Caso Iarla Lima: MP pede que ex-tenente do Exército cumpra de imediato pena de 37 anos de prisão

José Ricardo foi condenado pelo feminicídio de Iarla Lima, que era sua namorada, e pelas tentativas de feminicídio da amiga e da irmã da vítima, Josiane Mesquita e Ilana Lima.

O promotor Ubiraci Rocha ingressou com recurso para que o ex-tenente do Exército José Ricardo da Silva Neto cumpra de imediato a pena de 37 anos e três meses de prisão pelo feminicídio de Iarla Lima, que era sua namorada, e pelas tentativas de feminicídio da amiga e da irmã da vítima, Josiane Mesquita e Ilana Lima.

O g1 não conseguiu contato com a defesa de José Ricardo da Silva Neto.

A estudante de arquitetura Iarla Lima foi vítima de feminicídio em 19 de junho de 2017, na Zona Leste de Teresina, quando os dois saíam de uma festa. Quando entraram no carro, o ex-militar fez os disparos de arma de fogo contra a namorada, por ciúmes, após ela ter dançado com outros homens na festa. Ele ainda fez disparos contra a amiga e irmã da vítima que ficaram feridas.

Ilana e Iarla Lima estava juntas quando o crime aconteceu. — Foto: Ilana Lima/ Arquivo Pessoal

Ilana e Iarla Lima estava juntas quando o crime aconteceu. — Foto: Ilana Lima/ Arquivo Pessoal

Quase uma semana depois da condenação pelo Tribunal Popular do Júri, José Ricardo continua em liberdade, porque o juiz não determinou o imediato recolhimento para execução da pena. No entanto, o promotor Ubiraci defendeu a execução provisória da pena com base no artigo 492 do Código de Processo Penal (CPP), procedimento considerado normal porque a pena do réu ultrapassou os 15 anos.

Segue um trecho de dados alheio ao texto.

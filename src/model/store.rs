use std::path::Path;

use tokio_rusqlite::Connection;

use crate::model::store::sql::migrate_database;
use crate::tools::log::{log_info, LogServiceType};

use super::error::Result;


mod sql;


/// Durable side of the identity store: one SQLite file holding every `{name, vector}` record.
pub struct SqliteStore {
	connection: Connection,
}

// Constructor
impl SqliteStore {
	pub async fn new(db_path: &Path) -> Result<Self> {
        let connection = Connection::open(db_path).await?;
        Self::from_connection(connection).await
	}

    #[cfg(test)]
    pub async fn new_in_memory() -> Result<Self> {
        let connection = Connection::open_in_memory().await?;
        Self::from_connection(connection).await
    }

    async fn from_connection(connection: Connection) -> Result<Self> {
        let version = migrate_database(&connection).await?;
        log_info(LogServiceType::Database, format!("Current Database version: {}", version));
		Ok(Self { connection })
    }

    pub async fn close(self) -> Result<()> {
        self.connection.close().await?;
        Ok(())
    }
}
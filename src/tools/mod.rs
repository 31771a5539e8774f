pub mod log;
pub mod alignment;
pub mod image_tools;
pub mod recognition;
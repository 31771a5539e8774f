pub mod identities;

use tokio_rusqlite::Connection;

use crate::tools::log::{log_info, LogServiceType};

use super::Result;


pub async fn migrate_database(connection: &Connection) -> Result<usize> {
    let version = connection.call( |conn| {
        let mut version = conn.query_row(
            "SELECT user_version FROM pragma_user_version;",
            [],
            |row| {
                let version: usize = row.get(0)?;
                Ok(version)
            })?;

            if version < 1 {
                let initial = String::from_utf8_lossy(include_bytes!("001 - INITIAL.sql"));
                conn.execute_batch(&initial)?;
                version = 1;
                conn.pragma_update(None, "user_version", version)?;
                log_info(LogServiceType::Database, format!("Update Database to version: {}", version));
            }

            Ok(version)
    }).await?;

    Ok(version)
}

/// Little-endian f32 blob.
pub fn vector_to_blob(vector: &[f32]) -> Vec<u8> {
    vector.iter().flat_map(|v| v.to_le_bytes()).collect()
}

pub fn blob_to_vector(blob: &[u8]) -> Vec<f32> {
    blob.chunks_exact(4).map(|chunk| f32::from_le_bytes([chunk[0], chunk[1], chunk[2], chunk[3]])).collect()
}
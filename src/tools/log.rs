use tracing_subscriber::EnvFilter;

pub enum LogServiceType {
    Register,
    Database,
    Recognition,
    Other
}
impl LogServiceType {
    fn as_str(&self) -> &'static str {
        match self {
            LogServiceType::Register => "REGISTER",
            LogServiceType::Database => "DATABASE",
            LogServiceType::Recognition => "RECOGNITION",
            LogServiceType::Other => "OTHER"
        }
    }
}

/// Installs the global subscriber. `RUST_LOG` wins over the default `info` level.
pub fn init_logging() {
    let filter = EnvFilter::try_from_default_env().unwrap_or_else(|_| EnvFilter::new("info"));
    let _ = tracing_subscriber::fmt()
        .with_env_filter(filter)
        .with_target(false)
        .try_init();
}

pub fn log_debug(service: LogServiceType, message: String) {
    tracing::debug!(service = service.as_str(), "{}", message)
}

pub fn log_info(service: LogServiceType, message: String) {
    tracing::info!(service = service.as_str(), "{}", message)
}

pub fn log_warn(service: LogServiceType, message: String) {
    tracing::warn!(service = service.as_str(), "{}", message)
}

pub fn log_error(service: LogServiceType, message: String) {
    tracing::error!(service = service.as_str(), "{}", message)
}
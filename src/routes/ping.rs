use crate::{model::ModelController, Result};
use axum::{extract::State, routing::get, Json, Router};
use serde_json::{json, Value};


pub fn routes(mc: ModelController) -> Router {
	Router::new().route("/", get(handler_ping)).with_state(mc)
}

async fn handler_ping(State(mc): State<ModelController>) -> Result<Json<Value>> {
	let body = Json(json!({
		"result": {
			"success": true,
			"identities": mc.identity_count().await,
			"model_loaded": mc.model_loaded(),
		}
	}));

	Ok(body)
}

“Recorri de conformidade com o Código de Processo Penal, a fim de que a pena seja executada de imediato, dado que ela ultrapassou 15 anos e a lei diz que se a pena chegar a esse prazo ou ultrapassar, o condenado deve ser recolhido à prisão para cumprimento de pena”, explicou o promotor.

A Secretaria da 1ª Vara do Tribunal do Júri informou que existem dois recursos. Um do Ministério Público com pedido para iniciar o cumprimento da pena reclusão e um da defesa para manter o acusado em liberdade.

“Em breve o juiz vai se manifestar sobre eles”, informou.